Are we ready to hear this yet? David J. Phillip in Politico:
"In all of U.S. history, there’s never been a storm like Hurricane Harvey. That fact is increasingly clear, even though the rains are still falling and the water levels in Houston are still rising.
But there’s an uncomfortable point that, so far, everyone is skating around: We knew this would happen, decades ago. We knew this would happen, and we didn’t care. Now is the time to say it as loudly as possible: Harvey is what climate change looks like. More specifically, Harvey is what climate change looks like in a world that has decided, over and over, that it doesn’t want to take climate change seriously."
Jack Ohman Sacramento Bee via Politico |
But the universal fact, no matter where, is climate change. Its role in the hurricane itself and its behavior. Its role in the rainfall and flooding.
The climate crisis has drowned all the old numbers. Houston has experienced three "five hundred year floods" in the past three years. Storms like Harvey are getting more powerful, more damaging, and more frequent. And these are just one set of effects of global heating.
This week's news is an opportunity to see in detail what such a crisis can do to a very large, complex city, especially one with petrochemical industries. Though effects of this storm will continue making news, attention will waver. Is the climate crisis fact sinking in?
It's become commonplace now to say that Houston will never be the same. But that's not a given. Powerful forces created this unregulated sprawl and they will be back, relentlessly forcing their vision. They will want to rebuild in that old image.

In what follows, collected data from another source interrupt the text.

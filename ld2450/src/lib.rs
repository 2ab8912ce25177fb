/*!
# LD2450 Radar Driver

Driver and acquisition pipeline for the HLK-LD2450 multi-target mmWave radar,
plus the smoothing primitives shared by every actuator channel of the
installation.

## Core Types

- [`Command`] / [`ResponseFrame`] - configuration command wire frames
- [`ProtocolClient`] - configuration-mode transactions with retries
- [`DataFrame`] / [`Target`] - decoded streaming samples
- [`AcquisitionSupervisor`] - background read loop with reconnect
- [`SlidingWindowAverage`] - O(1) moving average
- [`RateLimitedMapper`] - delta-clamped linear mapping

## Modules

- [`codec`] - command encoding, response framing, checksums
- [`client`] - command transactions and the high-level command set
- [`types`] - device settings and decoded command results
- [`frame`] - streaming data frame decoding
- [`channel`] - serial channel boundary
- [`queue`] - drop-incoming bounded queue
- [`supervisor`] - acquisition state machine
- [`smoothing`] - sliding window average
- [`mapping`] - clamp, linear map and rate-limited mapper
- [`error`] - error types
*/

pub mod channel;
pub mod client;
pub mod codec;
pub mod error;
pub mod frame;
pub mod mapping;
pub mod queue;
pub mod smoothing;
pub mod supervisor;
pub mod types;

// Re-export commonly used types
pub use channel::{Connector, SerialChannel, SerialPortChannel, SerialPortConnector};
pub use client::{DeviceInfo, ProtocolClient, RetryPolicy};
pub use codec::{Command, ResponseFrame};
pub use error::{ChannelError, CoreError, DecodeAnomaly, FramingError, Phase, ProtocolError, Result};
pub use frame::{DataFrame, FrameDecoder, Target};
pub use mapping::{clamp, linear_map, MapperConfig, RateLimitedMapper, Rest};
pub use queue::{BoundedQueue, PushOutcome};
pub use smoothing::SlidingWindowAverage;
pub use supervisor::{
    AcquisitionSupervisor, SupervisorConfig, SupervisorHandle, SupervisorState, SupervisorStats,
};
pub use types::{
    BaudRate, DeviceSettings, FirmwareVersion, MacAddress, Region, TrackingMode, ZoneFilter,
    ZoneMode,
};

/// Version information for the driver library
pub const VERSION: &str = env!("CARGO_PKG_VERSION");

/// Wire constants
pub mod protocol {
    use std::time::Duration;

    /// Command frame header
    pub const CMD_HEADER: [u8; 4] = [0xFD, 0xFC, 0xFB, 0xFA];

    /// Command frame footer
    pub const CMD_FOOTER: [u8; 4] = [0x04, 0x03, 0x02, 0x01];

    /// Streaming data frame header
    pub const DATA_HEADER: [u8; 4] = [0xAA, 0xFF, 0x03, 0x00];

    /// Streaming data frame footer
    pub const DATA_FOOTER: [u8; 2] = [0x55, 0xCC];

    /// Target slots per data frame
    pub const TARGET_SLOTS: usize = 3;

    /// Bytes per target slot
    pub const SLOT_SIZE_BYTES: usize = 8;

    /// Full data frame size: header + slots + footer
    pub const DATA_FRAME_SIZE_BYTES: usize =
        DATA_HEADER.len() + TARGET_SLOTS * SLOT_SIZE_BYTES + DATA_FOOTER.len();

    /// Factory default baud rate
    pub const DEFAULT_BAUD_RATE: u32 = 256_000;

    /// Default serial read timeout
    pub const DEFAULT_READ_TIMEOUT: Duration = Duration::from_secs(1);

    /// Time the module needs to come back after a restart command
    pub const RESTART_DELAY: Duration = Duration::from_secs(3);

    /// Half-width of the usable horizontal field of view (radians)
    pub const ANGLE_MAX: f64 = std::f64::consts::FRAC_PI_3;

    /// Lower bound of the usable horizontal field of view (radians)
    pub const ANGLE_MIN: f64 = -ANGLE_MAX;
}
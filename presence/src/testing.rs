//! Radar double for the controller and diagnostics tests

use std::collections::{HashMap, VecDeque};
use std::io;
use std::thread;
use std::time::Duration;

use ld2450::protocol::{CMD_FOOTER, CMD_HEADER, DATA_FOOTER, DATA_HEADER};
use ld2450::{Connector, SerialChannel};

/// Acknowledges every command and streams one fixed data frame.
///
/// Replies for a word registered with [`FakeRadar::replies`] cycle through
/// the given data blocks, one per request.
#[derive(Default)]
pub struct FakeRadar {
    pending: VecDeque<Vec<u8>>,
    data: HashMap<u16, VecDeque<Vec<u8>>>,
    frame: Vec<u8>,
    backlog: usize,
    pub written: Vec<u16>,
}

impl FakeRadar {
    pub fn new() -> Self {
        Self::default()
    }

    pub fn replies(mut self, word: u16, blocks: &[&[u8]]) -> Self {
        let blocks = blocks.iter().map(|b| b.to_vec()).collect();
        self.data.insert(word, blocks);
        self
    }

    pub fn streaming(mut self, frame: Vec<u8>) -> Self {
        self.frame = frame;
        self
    }

    pub fn backlog(mut self, bytes: usize) -> Self {
        self.backlog = bytes;
        self
    }
}

impl SerialChannel for FakeRadar {
    fn write_all(&mut self, bytes: &[u8]) -> io::Result<()> {
        let word = u16::from_le_bytes([bytes[6], bytes[7]]);
        self.written.push(word);

        let data = match self.data.get_mut(&word) {
            Some(blocks) => {
                let block = blocks.pop_front().unwrap_or_default();
                blocks.push_back(block.clone());
                block
            }
            None => Vec::new(),
        };

        let mut reply = CMD_HEADER.to_vec();
        reply.extend_from_slice(&((4 + data.len()) as u16).to_le_bytes());
        reply.extend_from_slice(&(word | 0x0100).to_le_bytes());
        reply.extend_from_slice(&[0x00, 0x00]);
        reply.extend_from_slice(&data);
        reply.extend_from_slice(&CMD_FOOTER);
        self.pending.push_back(reply);
        Ok(())
    }

    fn read_until(&mut self, _marker: &[u8]) -> io::Result<Vec<u8>> {
        if let Some(reply) = self.pending.pop_front() {
            return Ok(reply);
        }
        thread::sleep(Duration::from_millis(5));
        Ok(self.frame.clone())
    }

    fn bytes_available(&mut self) -> io::Result<usize> {
        Ok(self.backlog)
    }

    fn clear_input(&mut self) -> io::Result<()> {
        Ok(())
    }
}

/// One target at x = +0, y = 800 mm
pub fn single_target_frame() -> Vec<u8> {
    let mut frame = DATA_HEADER.to_vec();
    frame.extend_from_slice(&[0x00, 0x80, 0x20, 0x83, 0x00, 0x00, 0x68, 0x01]);
    frame.extend_from_slice(&[0u8; 16]);
    frame.extend_from_slice(&DATA_FOOTER);
    frame
}

/// Connects to a streaming [`FakeRadar`]
pub struct FakeConnector {
    pub backlog: usize,
}

impl Connector for FakeConnector {
    type Channel = FakeRadar;

    fn connect(&mut self) -> io::Result<FakeRadar> {
        Ok(FakeRadar::new()
            .streaming(single_target_frame())
            .backlog(self.backlog))
    }
}
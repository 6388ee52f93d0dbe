//! Classification of token text.
//!
//! Tokens are plain text slices. Whether a token is a name, a type reference or a numeric literal
//! is decided by the productions that consume it, using the predicates in this module. The classes
//! overlap freely (`max` is both a name and a type reference), so none of them take precedence.

pub(crate) const STATEMENT_END: &str = ";";
pub(crate) const BLOCK_OPEN: &str = "{";
pub(crate) const BLOCK_CLOSE: &str = "}";
pub(crate) const ASSIGN: &str = "=";
pub(crate) const CUSTOM_OPEN: &str = "(";
pub(crate) const CUSTOM_CLOSE: &str = ")";
pub(crate) const OPTIONS_OPEN: &str = "[";
pub(crate) const OPTIONS_CLOSE: &str = "]";
pub(crate) const OPTIONS_SEPARATOR: &str = ",";
pub(crate) const DOUBLE_QUOTE: &str = "\"";
pub(crate) const SINGLE_QUOTE: &str = "'";

const SCALAR_TYPES: &[&str] = &[
    "double", "float", "int32", "int64", "uint32", "uint64", "sint32", "sint64", "fixed32",
    "fixed64", "sfixed32", "sfixed64", "bool", "string", "bytes",
];

/// Field, message, enum, service and method names.
pub(crate) fn is_name(s: &str) -> bool {
    match s.as_bytes().split_first() {
        Some((&first, rest)) => {
            (first.is_ascii_alphabetic() || first == b'_')
                && rest.iter().all(|&ch| ch.is_ascii_alphanumeric() || ch == b'_')
        }
        None => false,
    }
}

/// A possibly dot-qualified name, such as `Foo`, `foo.Bar` or `.foo.Bar`.
pub(crate) fn is_type_ref(s: &str) -> bool {
    let s = s.strip_prefix('.').unwrap_or(s);
    !s.is_empty() && s.split('.').all(is_name)
}

/// The dotted suffix that may follow a parenthesized option name, as in `(foo.bar).baz`.
pub(crate) fn is_fq_continuation(s: &str) -> bool {
    match s.strip_prefix('.') {
        Some(rest) => rest.split('.').all(|part| {
            is_name(part) && part.as_bytes()[0].is_ascii_alphabetic()
        }),
        None => false,
    }
}

pub(crate) fn is_scalar_type(s: &str) -> bool {
    SCALAR_TYPES.contains(&s)
}

pub(crate) fn is_field_type(s: &str) -> bool {
    is_scalar_type(s) || is_type_ref(s)
}

pub(crate) fn is_bool(s: &str) -> bool {
    s.eq_ignore_ascii_case("true") || s.eq_ignore_ascii_case("false")
}

pub(crate) fn is_string_open(s: &str) -> bool {
    s == DOUBLE_QUOTE || s == SINGLE_QUOTE
}

pub(crate) fn is_group_name(s: &str) -> bool {
    is_name(s) && s.as_bytes()[0].is_ascii_uppercase()
}

pub(crate) fn is_decimal(s: &str) -> bool {
    match s.as_bytes() {
        [b'0'] => true,
        [first, rest @ ..] => (b'1'..=b'9').contains(first) && rest.iter().all(u8::is_ascii_digit),
        [] => false,
    }
}

pub(crate) fn is_hex(s: &str) -> bool {
    match s.strip_prefix("0x").or_else(|| s.strip_prefix("0X")) {
        Some(digits) => !digits.is_empty() && digits.bytes().all(|ch| ch.is_ascii_hexdigit()),
        None => false,
    }
}

pub(crate) fn is_octal(s: &str) -> bool {
    match s.strip_prefix('0') {
        Some(digits) => !digits.is_empty() && digits.bytes().all(|ch| (b'0'..=b'7').contains(&ch)),
        None => false,
    }
}

/// Floating point literals: `1.5`, `1.`, `.5`, `1e10`, `2.5E-3`, `inf` and `nan`.
pub(crate) fn is_float(s: &str) -> bool {
    if s == "inf" || s == "nan" {
        return true;
    }

    let (mantissa, exponent) = match s.find(|ch: char| ch == 'e' || ch == 'E') {
        Some(index) => (&s[..index], Some(&s[index + 1..])),
        None => (s, None),
    };

    let mantissa_ok = match mantissa.split_once('.') {
        Some((int, frac)) => {
            !(int.is_empty() && frac.is_empty())
                && int.bytes().all(|ch| ch.is_ascii_digit())
                && frac.bytes().all(|ch| ch.is_ascii_digit())
        }
        None => !mantissa.is_empty() && mantissa.bytes().all(|ch| ch.is_ascii_digit()),
    };

    let exponent_ok = match exponent {
        Some(exp) => {
            let digits = exp.strip_prefix(|ch: char| ch == '+' || ch == '-').unwrap_or(exp);
            !digits.is_empty() && digits.bytes().all(|ch| ch.is_ascii_digit())
        }
        None => true,
    };

    mantissa_ok && exponent_ok
}

/// Any numeric literal, with an optional leading minus sign.
pub(crate) fn is_number(s: &str) -> bool {
    let s = s.strip_prefix('-').unwrap_or(s);
    is_decimal(s) || is_hex(s) || is_octal(s) || is_float(s)
}

#[cfg(test)]
mod tests {
    use super::*;

    #[test]
    fn names() {
        assert!(is_name("foo"));
        assert!(is_name("_foo9"));
        assert!(is_name("Foo_Bar"));
        assert!(!is_name("9foo"));
        assert!(!is_name(""));
        assert!(!is_name("foo.bar"));
        assert!(!is_name("foo-bar"));
    }

    #[test]
    fn type_refs() {
        assert!(is_type_ref("Foo"));
        assert!(is_type_ref("foo.bar.Baz"));
        assert!(is_type_ref(".foo.Bar"));
        assert!(!is_type_ref("."));
        assert!(!is_type_ref("foo..Bar"));
        assert!(!is_type_ref("foo."));
        assert!(!is_type_ref("..foo"));
        assert!(!is_type_ref("1foo"));
    }

    #[test]
    fn fq_continuations() {
        assert!(is_fq_continuation(".baz"));
        assert!(is_fq_continuation(".baz.quz"));
        assert!(!is_fq_continuation("baz"));
        assert!(!is_fq_continuation(".9baz"));
        assert!(!is_fq_continuation("."));
    }

    #[test]
    fn keywords() {
        assert!(is_scalar_type("sfixed64"));
        assert!(!is_scalar_type("Foo"));
        assert!(is_field_type("Foo"));
        assert!(is_field_type("bytes"));
        assert!(is_bool("TRUE"));
        assert!(is_bool("false"));
        assert!(!is_bool("yes"));
        assert!(is_group_name("Result"));
        assert!(!is_group_name("result"));
    }

    #[test]
    fn numbers() {
        assert!(is_decimal("0"));
        assert!(is_decimal("10"));
        assert!(!is_decimal("017"));
        assert!(is_hex("0x1A"));
        assert!(is_hex("0XfF"));
        assert!(!is_hex("0x"));
        assert!(is_octal("017"));
        assert!(!is_octal("018"));
        assert!(!is_octal("0"));
        assert!(is_float("3.14"));
        assert!(is_float("1."));
        assert!(is_float(".5"));
        assert!(is_float("1e10"));
        assert!(is_float("2.5E-3"));
        assert!(is_float("inf"));
        assert!(!is_float("."));
        assert!(!is_float("e5"));
        assert!(!is_float("1e"));
        assert!(is_number("-5"));
        assert!(is_number("-0x10"));
        assert!(!is_number("-foo"));
        assert!(!is_number("--5"));
    }
}
//! Parsing of protocol buffers schema files into a plain syntax tree.
//!
//! See the documentation for [`parse()`] for details.
//!
//! # Examples
//!
//! ```
//! use proto_idl::ast::{OptionValue, Rule};
//!
//! let schema = proto_idl::parse(r#"
//!     package shop;
//!     import "common.proto";
//!
//!     message Order {
//!         required uint64 id = 1;
//!         repeated common.Item items = 2 [packed = true];
//!     }
//! "#).unwrap();
//!
//! assert_eq!(schema.package.as_deref(), Some("shop"));
//! assert_eq!(schema.imports[0].path, "common.proto");
//!
//! let items = &schema.messages[0].fields[1];
//! assert_eq!(items.rule, Rule::Repeated);
//! assert_eq!(items.ty, "common.Item");
//! assert_eq!(items.options.get("packed"), Some(&OptionValue::Bool(true)));
//! ```
//!
//! ### Error messages
//!
//! Errors implement [`miette::Diagnostic`], so they render with source snippets when returned
//! from a function using [`miette::Result`] with miette's `fancy` feature enabled. Their
//! [`Display`](std::fmt::Display) form is a single line naming the line number:
//!
//! ```
//! let err = proto_idl::parse("message Foo {\n  optional int32 x = -1;\n}").unwrap_err();
//! assert_eq!(err.line(), 2);
//! assert_eq!(err.kind(), proto_idl::ErrorKind::IllegalNumber);
//! ```
#![warn(missing_debug_implementations, missing_docs)]
#![deny(unsafe_code)]
#![doc(html_root_url = "https://docs.rs/proto-idl/0.1.0/")]

pub mod ast;
mod error;
mod grammar;
mod parse;

pub use self::error::{ErrorKind, ParseError};

/// Parses a schema source file.
///
/// Parsing stops at the first error. Type references, option names and option values are
/// recorded as written; nothing is resolved or validated beyond the grammar itself.
///
/// # Examples
///
/// ```
/// let schema = proto_idl::parse("enum Color { RED = 0; BLUE = -1; }").unwrap();
/// assert_eq!(schema.enums[0].values[1].id, -1);
///
/// let err = proto_idl::parse("message A {} package a;").unwrap_err();
/// assert_eq!(err.to_string(), "line 1: unexpected 'package' after the first definition");
/// ```
pub fn parse(source: &str) -> Result<ast::Schema, ParseError> {
    parse::parse("", source)
}

/// Parses a schema source file, using `name` to identify it in error messages and diagnostics.
///
/// # Examples
///
/// ```
/// let err = proto_idl::parse_named("foo.proto", "message").unwrap_err();
/// assert_eq!(err.file(), "foo.proto");
/// assert_eq!(
///     format!("{:?}", err),
///     "foo.proto:1: expected a message name in file, but reached end of input"
/// );
/// ```
pub fn parse_named(name: &str, source: &str) -> Result<ast::Schema, ParseError> {
    parse::parse(name, source)
}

It will take political courage to fight this fight in Houston and other affected areas of Texas. And it will take political courage beyond any we've actually seen to bring this lesson home to the country. It will never be obvious. It must be said, and it must be faced.
These days I'm starting to believe that nothing dramatic will change until one candidate--for Senator, for Mayor of a big city, for Governor--runs relentlessly on the issue of the climate crisis, and wins decisively in a state that is not deep blue.
California is a model of a state that takes the climate crisis seriously, yet even here there is much work to be done. Such work has started in many places, but often almost furtively. To address the causes and prepare for the effects requires facing them together. Civilization depends on this.